“Chaos. And that’s only the beginning.”
Secret Invasion is Marvel’s new Disney Plus streaming show. Set in the present day MCU (which is 2025 for anyone who has trouble following the MCU timelines), this is an adaptation of one of Marvel’s most popular comics, Secret Invasion. In both the comic and show, a group of shapeshifting aliens begin an invasion to take over earth. Marvel has tried to dip its toes into the espionage genre with both Captain America: The Winter Soldier (2014) and The Falcon and the Winter Soldier (2021). Whereas the second Captain America film was a great spy thriller and is still one of Marvel’s best films released to date, the tv show of a very similar name is dull, predictable, and one of Marvel’s many disappointing releases post-Avengers: Endgame.
I believe Marvel made a huge mistake by not making it’s adaptation of Secret Invasion into an Avengers-level movie. For as much as Marvel likes to brag about a larger plan at work with every release, so many of these don’t seem to connect to one another besides a brief reference or two. The first episode of Secret Invasion is mostly boring storytelling with each character speaking in exposition only. The first line of the show is literally Beric Dondarrion from Game of Thrones telling Everett Ross, as well as the audience, about the Skulls infiltrating Earth. A good rule of thumb is for movies/shows to “show, don’t tell”. Secret Invasion, like most recent superhero projects, decide to do the exact opposite. What makes a story interesting and engaging is the not knowing what is going to happen. But Secret Invasion tells us what the Skrulls are doing from the first few minutes of the show.
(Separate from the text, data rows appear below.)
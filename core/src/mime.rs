//! Mime type lookup by extension, grounded on the original's
//! `RegularFile.cpp` `_mime_types` table.

pub const DEFAULT_MIME_TYPE: &str = "application/octet-stream";
pub const DIRECTORY_MIME_TYPE: &str = "inode/directory";

pub fn mime_type_for_extension(extension: Option<&str>) -> &'static str {
    match extension.map(str::to_ascii_lowercase).as_deref() {
        Some("jpg") | Some("jpeg") => "image/jpeg",
        Some("mp4") => "video/mp4",
        Some("txt") => "text/plain",
        _ => DEFAULT_MIME_TYPE,
    }
}

#[cfg(test)]
mod tests {
    use super::*;

    #[test]
    fn known_extensions_map_to_mime_types() {
        assert_eq!(mime_type_for_extension(Some("jpg")), "image/jpeg");
        assert_eq!(mime_type_for_extension(Some("TXT")), "text/plain");
    }

    #[test]
    fn unknown_extension_falls_back_to_octet_stream() {
        assert_eq!(mime_type_for_extension(Some("bin")), DEFAULT_MIME_TYPE);
        assert_eq!(mime_type_for_extension(None), DEFAULT_MIME_TYPE);
    }
}
//! # diritem
//!
//! Filesystem entry classification for file browsers.
//!
//! Given a path, diritem works out what kind of object it is, which flags
//! apply (symlink, mount point, application directory, executable), its MIME
//! type, and which icon to show. The decision procedure is fixed and
//! priority-ordered; the services it consults are not. Icon storage
//! ([`IconCache`]), MIME lookup by stored type or name ([`MimeRegistry`]), mount
//! information ([`MountRegistry`]), manual overrides ([`OverrideIconStore`])
//! and even the metadata probes ([`Filesystem`]) are injected through the
//! builder.
//!
//! Classification never fails. A path that cannot be probed becomes an entry
//! of type [`BaseType::Error`] with the OS error recorded in
//! [`Entry::stat_error`], a dedicated MIME type and the shared error icon.
//!
//! # Quick Start
//!
//! ```rust
//! use std::path::Path;
//! use std::sync::Arc;
//!
//! use diritem::{BaseType, MemoryIconCache, MimeType};
//!
//! let cache = Arc::new(MemoryIconCache::new());
//! let classifier = diritem::classifier()
//!     .icon_cache(cache.clone())
//!     .build()
//!     .unwrap();
//!
//! let entry = classifier.create(Path::new("/no/such/path/anywhere"));
//! assert_eq!(entry.base_type, BaseType::Error);
//! assert!(entry.stat_error.is_some());
//! assert_eq!(entry.mime_type, Some(MimeType::INODE_ERROR));
//! assert!(entry.icon.is_some());
//! ```
//!
//! # Icons and reference counts
//!
//! Every icon an [`Entry`] holds is an [`IconHandle`], which owns exactly one
//! reference into the cache and gives it back when dropped. Refreshing an
//! entry releases the old icon before the new one is looked up, so an entry
//! never holds more than one reference:
//!
//! ```rust
//! use std::path::Path;
//! use std::sync::Arc;
//!
//! use diritem::MemoryIconCache;
//!
//! let cache = Arc::new(MemoryIconCache::new());
//! let classifier = diritem::classifier().icon_cache(cache.clone()).build().unwrap();
//!
//! let path = Path::new("/no/such/path/anywhere");
//! let mut entry = classifier.create(path);
//! let id = entry.icon.as_ref().unwrap().id();
//! classifier.refresh(path, &mut entry, false);
//! assert_eq!(cache.ref_count(id), Some(1));
//!
//! entry.destroy();
//! assert_eq!(cache.ref_count(id), Some(0));
//! ```

#![forbid(unsafe_code)]

mod builder;
mod classify;
mod entry;
mod error;
mod icon;
mod listing;
mod mime;
mod mount;
mod overrides;
mod probe;
mod xtype;

// ── Public re-exports ─────────────────────────────────────────────────────────

pub use builder::ClassifierBuilder;
pub use classify::{is_trusted_branding, Classifier, APP_ICON, APP_RUN, DIR_ICON, MAX_ICON_SIZE};
pub use entry::{BaseType, Classification, Entry, ItemFlags, UNKNOWN_OWNER};
pub use error::{DirItemError, ProbeError};
pub use icon::{BuiltinIcon, IconCache, IconHandle, IconId, MemoryIconCache};
pub use listing::{Listing, ListingStats};
pub use mime::{ExtensionTable, MimeRegistry, MimeType};
pub use mount::{MountRegistry, MountTable, NoMounts};
pub use overrides::{GlobIcons, NoOverrides, OverrideIconStore, OverrideRule};
pub use probe::{mode_is_executable, Filesystem, RealFs, Stat};
pub use xtype::{store_type, stored_type, XattrMime, MIME_XATTR};

// ── Entry point ───────────────────────────────────────────────────────────────

/// Create a new [`ClassifierBuilder`].
///
/// # Example
///
/// ```rust
/// use std::sync::Arc;
/// use diritem::{MemoryIconCache, NoMounts};
///
/// let classifier = diritem::classifier()
///     .icon_cache(Arc::new(MemoryIconCache::new()))
///     .mount_registry(NoMounts)
///     .thumbnails(true)
///     .build()
///     .unwrap();
///
/// assert!(classifier.thumbnails());
/// ```
pub fn classifier() -> ClassifierBuilder {
    ClassifierBuilder::default()
}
Maybe the worst thing about the first two episodes is the lazy characterization. Maria Hill is given literally no depth except a brief tear-jerker attempt by her mother in the second episode’s opening moments. Talos is also another character butchered by the script’s character development. We know that he has been on Earth since the events of Captain Marvel and that his wife has since passed, but aside from that he is mostly a blank slate. Emilia Clark is criminally underused despite being one of the show’s selling points. Nick Fury is definitely the most interesting he has been since his brutally short role in Avengers: Age of Ultron. He is old and battered, with his confidence in both himself and the other super in the universe after the events of Avengers: Infinity War. However, this feels like a poorer version of Wolverine from 2017’s Logan. In one of the greatest superhero movies ever made, Logan was done with life, with nothing to live for until he met his daughter X-23. Hugh Jackman’s portrayal of an old man Logan completely changed the way audiences see the character of Wolverine. I doubt many of us will change the way we see Nick Fry after these first two episodes. Every character that sees Fury tells him that he was different after the blip, but how? We didn’t see him after the blip. Fury was actually blipped himself so he didn’t really miss anything so why is this having so much of an impact on him? We also saw Fury in a post credit scene in Spider-Man: far From Home and he was living his best life on a spaceship in a beach setting. Why does he seem to wish he was dead now? These are questions that have not been answered thus far, but seem like a cheap way to add dimension to a character where it wasn’t earned.
This show really feels like it should have been a grand movie for us to see on the big screen. I would love to see the Skulls battling and imitating the Avengers and making everyone, audience included, wonder who was truly our heroes. Disney continues to pour millions of dollars into projects that should have been major successes but instead are cheaply-made, boring, disappointing messes. I will continue to watch Secret Invasion as it comes out, but I doubt it’s going to get much better from here. If past marvel shows are of any precedence, it will only get worse. I am giving Secret Invasion’s first two episodes “Resurrection” and “Promises” a C.
Marvel’s Secret Invasion releases a new episode every Wednesday on Disney Plus.